There is a reported pseudoarthrosis rate up to 17.5% in deformity correction surgery [11]. The incidence of pseudarthrosis requiring revision after deformity surgery is 3.1% [12]. Symptomatic pseudarthrosis in PSO is described in 10%, mostly at the level of the osteotomy. The lack of solid interbody fusion at adjacent levels is a major risk factor [13], [14]. Therefore, critical assessment of the bony fusion in the adjacent segments is mandatory. X-ray examination is not recommended for the diagnosis of solid fusion, due to its low specificity of 60–62% [15]. Thin-section computed tomography is the modality of choice [16]. CT imaging shows the strongest correlation with an intraoperative assessment of the fusion status [17]. A radiolucent zone greater than 1 mm around the interbody cage at 12-month follow-up is an early predictor of pseudarthrosis [18]. Some authors recommend the PET/CT modality.

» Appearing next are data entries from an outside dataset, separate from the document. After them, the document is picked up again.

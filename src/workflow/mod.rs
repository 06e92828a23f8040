pub mod draft_ctx;
pub mod draft_flow;

pub use draft_ctx::DraftCtx;
pub use draft_flow::{DraftFlow, DraftOutcome};
#[cfg(test)]
mod tests {
    use super::*;
    use crate::error::{ApiError, AppError};
    use crate::models::ProcedureKind;
    use crate::services::{LocalUploader, SavedRecord};
    use crate::wizard::rules::StepRules;
    use futures::future::BoxFuture;
    use std::sync::Mutex;

    crate::form_fields! {
        enum Field {
            Nombre => "nombre",
            Area => "area",
            Plano => "plano",
        }
    }

    struct ThreeSteps;

    impl WizardDefinition for ThreeSteps {
        type Field = Field;
        const KIND: ProcedureKind = ProcedureKind::Demolicion;

        fn steps() -> Vec<StepDef<Field>> {
            vec![
                StepDef::new("datos", "Datos").field(Field::Nombre, "Nombre"),
                StepDef::new("area", "Área").field(Field::Area, "Área"),
                StepDef::new("planos", "Planos").field(Field::Plano, "Plano"),
            ]
        }

        fn step_rules(step: usize) -> StepRules<Field> {
            match step {
                0 => StepRules::new().required(Field::Nombre, "El nombre es requerido"),
                1 => StepRules::new().required(Field::Area, "El área es requerida"),
                2 => StepRules::new().required(Field::Plano, "El plano es requerido"),
                _ => StepRules::new(),
            }
        }
    }

    fn controller() -> WizardController<ThreeSteps> {
        WizardController::new(WizardSettings::default())
    }

    struct RecordingPersistence {
        result: Mutex<Option<AppResult<SavedRecord>>>,
        requests: Mutex<Vec<SaveRequest>>,
    }

    impl RecordingPersistence {
        fn returning(result: AppResult<SavedRecord>) -> Self {
            Self {
                result: Mutex::new(Some(result)),
                requests: Mutex::new(Vec::new()),
            }
        }
    }

    impl WizardPersistence for RecordingPersistence {
        fn save(&self, request: SaveRequest) -> BoxFuture<'_, AppResult<SavedRecord>> {
            self.requests.lock().unwrap().push(request);
            let result = self.result.lock().unwrap().take().unwrap();
            Box::pin(async move { result })
        }
    }

    fn server_error() -> AppError {
        AppError::Api(ApiError::BadResponse {
            endpoint: "tramites/demolicion".to_string(),
            status: 500,
            message: None,
        })
    }

    #[test]
    fn test_next_blocked_until_required_filled() {
        let mut c = controller();
        assert!(!c.handle_next());
        assert_eq!(c.current_step(), 0);
        assert!(c.errors().contains("nombre"));
        assert!(!c.steps()[0].completed);

        c.on_input_change(Field::Nombre, "Casa Pérez");
        assert!(c.handle_next());
        assert_eq!(c.current_step(), 1);
        assert!(c.steps()[0].completed);
    }

    #[test]
    fn test_failed_next_shows_banner_and_edit_hides_it() {
        let mut c = controller();
        let t0 = Instant::now();
        c.handle_next_at(t0);
        assert!(c.banner().is_visible_at(t0 + Duration::from_secs(1)));
        assert!(!c.banner().is_visible_at(t0 + Duration::from_secs(5)));

        c.on_input_change(Field::Nombre, "x");
        assert!(!c.banner().is_visible_at(t0));
    }

    #[test]
    fn test_input_change_clears_only_that_field() {
        crate::form_fields! {
            enum Two {
                A => "a",
                B => "b",
            }
        }
        struct TwoFields;
        impl WizardDefinition for TwoFields {
            type Field = Two;
            const KIND: ProcedureKind = ProcedureKind::Demolicion;
            fn steps() -> Vec<StepDef<Two>> {
                vec![StepDef::new("uno", "Uno")]
            }
            fn step_rules(_: usize) -> StepRules<Two> {
                StepRules::new().required(Two::A, "A").required(Two::B, "B")
            }
        }

        let mut c = WizardController::<TwoFields>::new(WizardSettings::default());
        assert!(!c.validate_step(0));
        assert_eq!(c.errors().len(), 2);

        c.on_input_change(Two::A, "valor");
        assert!(!c.errors().contains("a"));
        assert_eq!(c.errors().get("b"), Some("B"));
    }

    #[test]
    fn test_validation_replaces_error_map() {
        let mut c = controller();
        c.validate_step(0);
        assert!(c.errors().contains("nombre"));

        c.validate_step(1);
        assert!(!c.errors().contains("nombre"));
        assert!(c.errors().contains("area"));
    }

    #[test]
    fn test_previous_clamps_at_zero() {
        let mut c = controller();
        c.handle_previous();
        assert_eq!(c.current_step(), 0);

        c.on_input_change(Field::Nombre, "x");
        c.handle_next();
        c.handle_previous();
        assert_eq!(c.current_step(), 0);
        assert!(c.steps()[0].completed);
    }

    #[test]
    fn test_next_on_last_step_stays_and_marks_completed() {
        let mut c = controller();
        c.on_input_change(Field::Nombre, "x");
        c.on_input_change(Field::Area, 50.0);
        c.on_input_change(Field::Plano, "plano.pdf");
        assert!(c.handle_next());
        assert!(c.handle_next());
        assert!(c.handle_next());
        assert_eq!(c.current_step(), 2);
        assert!(c.steps().iter().all(|s| s.completed));
        assert_eq!(c.completion_percentage(), 100);
    }

    #[test]
    fn test_step_click_guard() {
        let mut c = controller();
        assert!(!c.handle_step_click(2));
        assert_eq!(c.current_step(), 0);

        assert!(c.handle_step_click(1));
        assert_eq!(c.current_step(), 1);

        assert!(c.handle_step_click(0));
        assert!(!c.handle_step_click(7));
    }

    #[test]
    fn test_completed_step_reachable_from_behind() {
        let mut c = controller();
        c.on_input_change(Field::Nombre, "x");
        c.on_input_change(Field::Area, 10.0);
        c.handle_next();
        c.handle_next();
        assert_eq!(c.current_step(), 2);

        assert!(c.handle_step_click(0));
        assert!(c.can_navigate_to(1));
        assert!(!c.can_navigate_to(2));
        assert!(c.handle_step_click(1));
        assert!(c.can_navigate_to(2));
    }

    #[test]
    fn test_backward_edit_keeps_later_completion() {
        let mut c = controller();
        c.on_input_change(Field::Nombre, "x");
        c.handle_next();
        c.handle_previous();
        c.on_input_change(Field::Nombre, "");
        assert!(c.steps()[0].completed);
    }

    #[test]
    fn test_completion_percentage_rounds() {
        let mut c = controller();
        assert_eq!(c.completion_percentage(), 0);
        c.on_input_change(Field::Nombre, "x");
        c.handle_next();
        assert_eq!(c.completion_percentage(), 33);
        c.on_input_change(Field::Area, 1.0);
        c.handle_next();
        assert_eq!(c.completion_percentage(), 67);
    }

    #[test]
    fn test_resume_from_draft() {
        let mut draft = Draft::new(ProcedureKind::Demolicion);
        draft.completed_steps = vec!["datos".to_string(), "area".to_string()];
        draft.form.insert("nombre".to_string(), FieldValue::from("x"));

        let c = WizardController::<ThreeSteps>::resume(WizardSettings::default(), &draft).unwrap();
        assert_eq!(c.current_step(), 2);
        assert_eq!(c.form().text(Field::Nombre), "x");
        assert_eq!(c.to_draft().completed_steps, draft.completed_steps);
    }

    #[test]
    fn test_resume_rejects_other_kind() {
        let draft = Draft::new(ProcedureKind::Anteproyecto);
        let err = WizardController::<ThreeSteps>::resume(WizardSettings::default(), &draft)
            .err()
            .unwrap();
        assert!(matches!(err, AppError::Wizard(WizardError::KindMismatch { .. })));
    }

    #[tokio::test]
    async fn test_uploads_accumulate() {
        let uploader = LocalUploader::new();
        let mut c = controller();
        let names = ["a.pdf", "b.pdf", "c.dwg"];

        for name in names {
            let doc = c
                .handle_file_upload(&uploader, FileHandle::from_bytes(name, vec![7; 4]), Field::Plano)
                .await
                .unwrap();
            assert_eq!(doc.name, name);
        }

        assert_eq!(c.uploaded_documents().len(), 3);
        for (doc, name) in c.uploaded_documents().iter().zip(names) {
            assert_eq!(doc.name, name);
        }
    }

    #[tokio::test]
    async fn test_upload_into_field_and_remove() {
        let uploader = LocalUploader::new();
        let mut c = controller();
        c.validate_step(2);
        assert!(c.errors().contains("plano"));

        let doc = c
            .upload_into_field(&uploader, FileHandle::from_bytes("p.pdf", vec![1]), Field::Plano)
            .await
            .unwrap();
        assert!(!c.errors().contains("plano"));
        assert_eq!(c.form().files(Field::Plano).len(), 1);

        let removed = c.remove_document(&doc.id).unwrap();
        assert_eq!(removed.id, doc.id);
        assert!(c.form().files(Field::Plano).is_empty());
        assert!(c.remove_document(&doc.id).is_none());
    }

    #[tokio::test]
    async fn test_save_success_sets_redirect() {
        let persistence = RecordingPersistence::returning(Ok(SavedRecord { id: "d-1".to_string() }));
        let mut c = controller();
        c.on_input_change(Field::Nombre, "x");

        let state = c.handle_save(&persistence).await;
        assert_eq!(
            state,
            SaveState::Saved {
                record_id: "d-1".to_string(),
                redirect_to: "/demoliciones",
            }
        );
        assert_eq!(c.record_id(), Some("d-1"));

        let requests = persistence.requests.lock().unwrap();
        assert_eq!(requests[0].payload["nombre"], "x");
        assert_eq!(requests[0].record_id, None);
    }

    #[tokio::test]
    async fn test_edit_saves_against_existing_record() {
        let persistence = RecordingPersistence::returning(Ok(SavedRecord { id: "d-9".to_string() }));
        let form = FormData::new().with(Field::Nombre, "Casa antigua");
        let mut c = WizardController::<ThreeSteps>::edit(WizardSettings::default(), "d-9", form);
        assert_eq!(c.record_id(), Some("d-9"));

        assert!(c.handle_save(&persistence).await.is_saved());
        let requests = persistence.requests.lock().unwrap();
        assert_eq!(requests[0].record_id.as_deref(), Some("d-9"));
    }

    #[tokio::test]
    async fn test_save_failure_reports_retry_state() {
        let persistence = RecordingPersistence::returning(Err(server_error()));
        let mut c = controller();
        c.on_input_change(Field::Nombre, "x");
        c.handle_next();

        let state = c.handle_save(&persistence).await;
        assert!(matches!(state, SaveState::Failed { retryable: true, .. }));
        assert_eq!(c.current_step(), 1);
    }

    #[tokio::test]
    async fn test_save_failure_log_only_stays_idle() {
        let persistence = RecordingPersistence::returning(Err(server_error()));
        let mut c = WizardController::<ThreeSteps>::new(WizardSettings {
            failure_policy: SaveFailurePolicy::LogOnly,
            ..WizardSettings::default()
        });

        let state = c.handle_save(&persistence).await;
        assert_eq!(state, SaveState::Idle);
        assert_eq!(c.current_step(), 0);
    }
}
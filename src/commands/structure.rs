use crate::grid::GridDocument;
use tracing::{info, warn};

/// Appends an empty row at the bottom of the grid.
///
/// Redo simply re-runs execute: the operation is content-free.
#[derive(Debug, Clone)]
pub struct AppendRow {
    added_index: Option<usize>,
    inserted_row: Vec<String>,
}

impl AppendRow {
    pub fn new() -> Self {
        Self {
            added_index: None,
            inserted_row: Vec::new(),
        }
    }

    pub(super) fn execute(&mut self, doc: &mut GridDocument) {
        self.added_index = Some(doc.rows);
        self.inserted_row = vec![String::new(); doc.cols];
        doc.cells.push(self.inserted_row.clone());
        doc.rows += 1;
        info!("Row added at index {}", doc.rows - 1);
    }

    pub(super) fn undo(&mut self, doc: &mut GridDocument) {
        if doc.rows == 0 {
            warn!("Cannot undo row append: no rows to remove");
            return;
        }
        let removed = doc.cells.pop().unwrap_or_default();
        doc.rows -= 1;
        doc.set_cursor(doc.cursor.0, doc.cursor.1);
        info!("Row removed from index {}", doc.rows);
        // Diagnostics only: the popped row should match what was inserted.
        if removed != self.inserted_row {
            warn!("Removed row does not match original inserted row");
        }
    }

    pub(super) fn redo(&mut self, doc: &mut GridDocument) {
        self.execute(doc);
    }
}

impl Default for AppendRow {
    fn default() -> Self {
        Self::new()
    }
}

/// Appends an empty column at the right edge of the grid.
#[derive(Debug, Clone)]
pub struct AppendColumn {
    added_index: Option<usize>,
}

impl AppendColumn {
    pub fn new() -> Self {
        Self { added_index: None }
    }

    pub(super) fn execute(&mut self, doc: &mut GridDocument) {
        self.added_index = Some(doc.cols);
        for row in doc.cells.iter_mut() {
            row.push(String::new());
        }
        doc.cols += 1;
        info!("Column added at index {}", doc.cols - 1);
    }

    pub(super) fn undo(&mut self, doc: &mut GridDocument) {
        if doc.cols == 0 {
            warn!("Cannot undo column append: no columns to remove");
            return;
        }
        let mut non_empty = false;
        for row in doc.cells.iter_mut() {
            if let Some(cell) = row.pop() {
                non_empty |= !cell.is_empty();
            }
        }
        doc.cols -= 1;
        doc.set_cursor(doc.cursor.0, doc.cursor.1);
        info!("Column removed from index {}", doc.cols);
        if non_empty {
            warn!("Removed column was not empty");
        }
    }

    pub(super) fn redo(&mut self, doc: &mut GridDocument) {
        self.execute(doc);
    }
}

impl Default for AppendColumn {
    fn default() -> Self {
        Self::new()
    }
}

/// Inserts an empty row at an arbitrary index.
///
/// An out-of-range index is not an error: it is clamped to append-at-end
/// with a warning, and execution still succeeds.
#[derive(Debug, Clone)]
pub struct InsertRow {
    index: isize,
    applied_index: Option<usize>,
}

impl InsertRow {
    pub fn new(index: isize) -> Self {
        Self {
            index,
            applied_index: None,
        }
    }

    pub(super) fn execute(&mut self, doc: &mut GridDocument) {
        let index = if self.index < 0 || self.index > doc.rows as isize {
            warn!(
                "Invalid row index {}. Must be between 0 and {}",
                self.index, doc.rows
            );
            doc.rows
        } else {
            self.index as usize
        };
        doc.cells.insert(index, vec![String::new(); doc.cols]);
        doc.rows += 1;
        self.applied_index = Some(index);
        info!("Row inserted at index {}", index);
    }

    pub(super) fn undo(&mut self, doc: &mut GridDocument) {
        let Some(index) = self.applied_index else {
            warn!("Cannot undo row insertion: command was never executed");
            return;
        };
        if doc.rows == 0 || index >= doc.rows {
            warn!("Cannot undo row insertion: invalid row index {}", index);
            return;
        }
        let removed = doc.cells.remove(index);
        doc.rows -= 1;
        doc.set_cursor(doc.cursor.0, doc.cursor.1);
        info!("Row removed from index {}", index);
        if removed.iter().any(|cell| !cell.is_empty()) {
            warn!("Removed row was not empty");
        }
    }

    pub(super) fn redo(&mut self, doc: &mut GridDocument) {
        self.execute(doc);
    }
}

/// Inserts an empty column at an arbitrary index, with the same clamp
/// policy as `InsertRow`.
#[derive(Debug, Clone)]
pub struct InsertColumn {
    index: isize,
    applied_index: Option<usize>,
}

impl InsertColumn {
    pub fn new(index: isize) -> Self {
        Self {
            index,
            applied_index: None,
        }
    }

    pub(super) fn execute(&mut self, doc: &mut GridDocument) {
        let index = if self.index < 0 || self.index > doc.cols as isize {
            warn!(
                "Invalid column index {}. Must be between 0 and {}",
                self.index, doc.cols
            );
            doc.cols
        } else {
            self.index as usize
        };
        for row in doc.cells.iter_mut() {
            row.insert(index, String::new());
        }
        doc.cols += 1;
        self.applied_index = Some(index);
        info!("Column inserted at index {}", index);
    }

    pub(super) fn undo(&mut self, doc: &mut GridDocument) {
        let Some(index) = self.applied_index else {
            warn!("Cannot undo column insertion: command was never executed");
            return;
        };
        if doc.cols == 0 || index >= doc.cols {
            warn!("Cannot undo column insertion: invalid column index {}", index);
            return;
        }
        let mut non_empty = false;
        for row in doc.cells.iter_mut() {
            non_empty |= !row.remove(index).is_empty();
        }
        doc.cols -= 1;
        doc.set_cursor(doc.cursor.0, doc.cursor.1);
        info!("Column removed from index {}", index);
        if non_empty {
            warn!("Removed column was not empty");
        }
    }

    pub(super) fn redo(&mut self, doc: &mut GridDocument) {
        self.execute(doc);
    }
}

/// Resizes the grid to new dimensions.
///
/// Resize touches every cell, so delta tracking buys nothing: the command
/// snapshots the whole old grid (deep copy), old dimensions, and old cursor
/// at construction, and undo restores that snapshot verbatim.
#[derive(Debug, Clone)]
pub struct ResizeGrid {
    new_rows: usize,
    new_cols: usize,
    old_rows: usize,
    old_cols: usize,
    old_cells: Vec<Vec<String>>,
    old_cursor: (usize, usize),
}

impl ResizeGrid {
    pub fn new(doc: &GridDocument, new_rows: usize, new_cols: usize) -> Self {
        Self {
            new_rows,
            new_cols,
            old_rows: doc.rows,
            old_cols: doc.cols,
            old_cells: doc.snapshot(),
            old_cursor: doc.cursor,
        }
    }

    pub(super) fn execute(&mut self, doc: &mut GridDocument) {
        info!(
            "Resizing grid: {}x{} -> {}x{}",
            self.old_rows, self.old_cols, self.new_rows, self.new_cols
        );
        doc.resize_to(self.new_rows, self.new_cols);
    }

    pub(super) fn undo(&mut self, doc: &mut GridDocument) {
        info!(
            "Undoing resize: restoring size to {}x{}",
            self.old_rows, self.old_cols
        );
        doc.restore(self.old_cells.clone(), self.old_rows, self.old_cols);
        doc.cursor = self.old_cursor;
    }

    pub(super) fn redo(&mut self, doc: &mut GridDocument) {
        self.execute(doc);
    }
}

#[cfg(test)]
mod tests {
    use super::*;

    fn grid_with_content(rows: usize, cols: usize) -> GridDocument {
        let mut doc = GridDocument::new(rows, cols);
        for r in 0..rows {
            for c in 0..cols {
                doc.set(r, c, format!("r{}c{}", r, c)).unwrap();
            }
        }
        doc
    }

    #[test]
    fn test_append_row_round_trip() {
        let mut doc = grid_with_content(2, 2);
        let mut cmd = AppendRow::new();
        cmd.execute(&mut doc);
        assert_eq!(doc.rows, 3);
        assert_eq!(doc.cells[2], vec!["", ""]);
        cmd.undo(&mut doc);
        assert_eq!(doc.rows, 2);
        assert_eq!(doc.get(1, 1).unwrap(), "r1c1");
    }

    #[test]
    fn test_append_column_round_trip() {
        let mut doc = grid_with_content(2, 2);
        let mut cmd = AppendColumn::new();
        cmd.execute(&mut doc);
        assert_eq!(doc.cols, 3);
        for row in &doc.cells {
            assert_eq!(row.len(), 3);
            assert_eq!(row[2], "");
        }
        cmd.undo(&mut doc);
        assert_eq!(doc.cols, 2);
        assert_eq!(doc.get(0, 1).unwrap(), "r0c1");
    }

    #[test]
    fn test_insert_row_shifts_existing_rows() {
        let mut doc = GridDocument::new(3, 2);
        doc.set(0, 0, "a".to_string()).unwrap();
        doc.set(0, 1, "b".to_string()).unwrap();
        let mut cmd = InsertRow::new(0);
        cmd.execute(&mut doc);
        assert_eq!(doc.rows, 4);
        assert_eq!(doc.cells[0], vec!["", ""]);
        assert_eq!(doc.cells[1], vec!["a", "b"]);
        cmd.undo(&mut doc);
        assert_eq!(doc.rows, 3);
        assert_eq!(doc.cells[0], vec!["a", "b"]);
    }

    #[test]
    fn test_insert_column_negative_index_clamps_to_append() {
        let mut doc = grid_with_content(2, 3);
        let mut clamped = InsertColumn::new(-5);
        clamped.execute(&mut doc);

        let mut expected = grid_with_content(2, 3);
        let mut appended = InsertColumn::new(3);
        appended.execute(&mut expected);

        assert_eq!(doc.cells, expected.cells);
        assert_eq!(doc.cols, 4);
    }

    #[test]
    fn test_insert_row_oversized_index_clamps_to_append() {
        let mut doc = GridDocument::new(2, 2);
        let mut cmd = InsertRow::new(99);
        cmd.execute(&mut doc);
        assert_eq!(doc.rows, 3);
        cmd.undo(&mut doc);
        assert_eq!(doc.rows, 2);
    }

    #[test]
    fn test_undo_before_execute_is_skipped() {
        let mut doc = GridDocument::new(2, 2);
        let mut cmd = InsertRow::new(0);
        cmd.undo(&mut doc);
        assert_eq!(doc.rows, 2);
    }

    #[test]
    fn test_resize_shrink_then_undo_restores_all_content() {
        let mut doc = grid_with_content(5, 5);
        let original = doc.snapshot();
        let mut cmd = ResizeGrid::new(&doc, 2, 2);
        cmd.execute(&mut doc);
        assert_eq!(doc.rows, 2);
        assert_eq!(doc.cols, 2);
        cmd.undo(&mut doc);
        assert_eq!(doc.rows, 5);
        assert_eq!(doc.cols, 5);
        // All 25 values back, including the 21 outside the shrunk bounds
        assert_eq!(doc.cells, original);
    }

    #[test]
    fn test_resize_undo_restores_cursor_verbatim() {
        let mut doc = grid_with_content(4, 4);
        doc.set_cursor(3, 2);
        let mut cmd = ResizeGrid::new(&doc, 2, 2);
        cmd.execute(&mut doc);
        assert_eq!(doc.cursor, (1, 1));
        cmd.undo(&mut doc);
        assert_eq!(doc.cursor, (3, 2));
    }
}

It additionally provides the localization of an abnormal tracer uptake and is proposed to be the index test for pseudarthrosis [19], [20].

During the osteotomy, we took care of a sufficient decompression and release of the lateral cortex before we started the closing procedure. The osteotomy gap was sufficient, the anterior wall was respected. As we were not able to close the osteotomy, we had to go for a retroperitoneal corpectomy and anterior column stabilization by using an expendable cage. We performed it in a minimally invasive fashion. The patient recovered well, the paraplegia was regressive. The radiological follow-up showed a balanced spine without adjacent segment disease and implant problems.


Revision spine surgery is an upcoming problem not only due to the increasing number of spine surgeries but due to the better understanding of the global spine profile concept. The restoration of an adapted spinopelvic balance is crucial and a lot of deformity correction procedures are described and used frequently. The PSO technique is a useful tool in high grade deformity correction. Even if this technique is well described and often used, this procedure is associated with a high complication rate. An individual analysis of the deformity and planning of the type and location of the correction procedure is mandatory to achieve a balanced global spine and avoid unexpected complications.


Competing interests

The authors declare that they have no competing interests.